WHO WERE THE
KNIGHTS OF ST LAZARUS?
THE ORDER OF ST LAZARUS: KNIGHTS WHO DEFIED LEPROSY
The Knights of the Order of St Lazarus: Leprosy, Faith and Service
The Order of St Lazarus of Jerusalem was one of the most unusual religious military orders of the medieval world. If the Knights Templar represented defence of pilgrims and the Knights Hospitaller represented care for the sick and the protection of Christian travellers, the Order of St Lazarus represented service to those whom medieval society most feared: the leprous, the disfigured and the excluded.
The Order of St Lazarus was never as wealthy or as widespread as the Templars or Hospitallers, but this should not make it seem unimportant. Its vocation was more specialised. It served at the harshest edge of medieval Christian charity: caring for those with leprosy, receiving diseased knights from other orders, and preserving dignity for men and women who might otherwise have been pushed outside ordinary society.
Its story brings together illness, exclusion, Christian mercy, crusading warfare and the long survival of a religious charitable tradition.
Leprosy in the Middle Ages
In the medieval period, leprosy was one of the most feared diseases in society. Today it is known as Hansen’s disease, a bacterial infection that affects the skin, nerves, eyes and limbs. Modern medicine shows that it is not easily spread and usually requires prolonged close contact with an untreated person. Medieval people did not understand bacteria or transmission in this way, and leprosy was often surrounded by fear, religious interpretation and social stigma.
Those affected could suffer visible skin changes, loss of sensation, wounds, deformity, blindness and long-term disability. Because the disease could alter a person’s appearance and make them visibly vulnerable, lepers were often separated from ordinary community life. Many were placed in leper hospitals or houses outside towns, where they received food, shelter, prayer and basic care. These institutions were not hospitals in the modern clinical sense, but religious charitable communities where care of the sick was understood as a Christian duty.
Leprosy, Sin and Suffering in the Medieval Mind
Medieval people often interpreted disease through a spiritual lens. Leprosy could be seen as punishment, trial, purification or a visible sharing in Christ’s suffering. This created a deep contradiction. Lepers were feared and separated, yet they were also objects of Christian charity, prayer and compassion.
The leper occupied a difficult place in medieval Christian society. He or she might be excluded from normal village or town life, but was also seen as someone through whom others could perform works of mercy. To feed, clothe and care for a leper was to serve Christ among the suffering. This belief gave leper hospitals a deeply religious purpose. They were places of care, but also places of prayer, repentance and spiritual service.

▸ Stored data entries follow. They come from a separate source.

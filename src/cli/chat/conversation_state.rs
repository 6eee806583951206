use chrono::{DateTime, Local};
use serde_json::Value;

use super::categories::DEFAULT_CATEGORY;
use crate::message::{ConversationId, Message, Role};

/// Everything the chat screen knows about one conversation.
pub struct ConversationState {
    conversation_id: ConversationId,
    messages: Vec<Message>,
    active_category: String,
    raw_response: Option<Value>,
    raw_response_at: Option<DateTime<Local>>,
}

impl ConversationState {
    pub fn new() -> Self {
        Self {
            conversation_id: ConversationId::generate(),
            messages: Vec::new(),
            active_category: DEFAULT_CATEGORY.to_string(),
            raw_response: None,
            raw_response_at: None,
        }
    }

    /// Create the state in `slot` unless it already holds one.
    pub fn initialize(slot: &mut Option<Self>) -> &mut Self {
        slot.get_or_insert_with(Self::new)
    }

    /// Start over with a fresh conversation id and an empty transcript.
    pub fn reset(&mut self) {
        let previous = self.conversation_id;
        self.conversation_id = loop {
            let id = ConversationId::generate();
            if id != previous {
                break id;
            }
        };
        self.messages.clear();
        self.raw_response = None;
        self.raw_response_at = None;
    }

    pub fn append_message(&mut self, role: Role, content: &str) {
        self.messages.push(Message::new(role, content));
    }

    pub fn set_raw_response(&mut self, value: Value) {
        self.raw_response = Some(value);
        self.raw_response_at = Some(Local::now());
    }

    pub fn set_active_category(&mut self, label: &str) {
        self.active_category = label.to_string();
    }

    pub fn conversation_id(&self) -> ConversationId {
        self.conversation_id
    }

    pub fn messages(&self) -> &[Message] {
        &self.messages
    }

    pub fn active_category(&self) -> &str {
        &self.active_category
    }

    pub fn raw_response(&self) -> Option<&Value> {
        self.raw_response.as_ref()
    }

    pub fn raw_response_at(&self) -> Option<DateTime<Local>> {
        self.raw_response_at
    }
}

It was from this world of fear, faith and compassion that the Order of St Lazarus emerged.
Origins in Jerusalem
The Order of St Lazarus developed in the crusader Kingdom of Jerusalem. Its origins lay in a leper hospital outside the walls of Jerusalem, traditionally associated with St Lazarus, the biblical figure raised by Christ and later regarded as a patron of lepers. A leper hospital existed in Jerusalem before the Order became fully established, and by the 12th century it had developed into a recognised religious community devoted to the care of those with leprosy.
The Order’s original purpose was not military. It was hospitaller and charitable: to care for lepers, especially those within the crusader states who had no place in ordinary society. Its members lived under religious discipline and were associated with prayer, service and the care of the sick.
Unlike the Templars, whose first purpose was military protection, or the Hospitallers, whose hospital became increasingly militarised, the Order of St Lazarus began with the leper hospital itself. Its identity was formed around those who were already wounded, already suffering and already separated from the ordinary world.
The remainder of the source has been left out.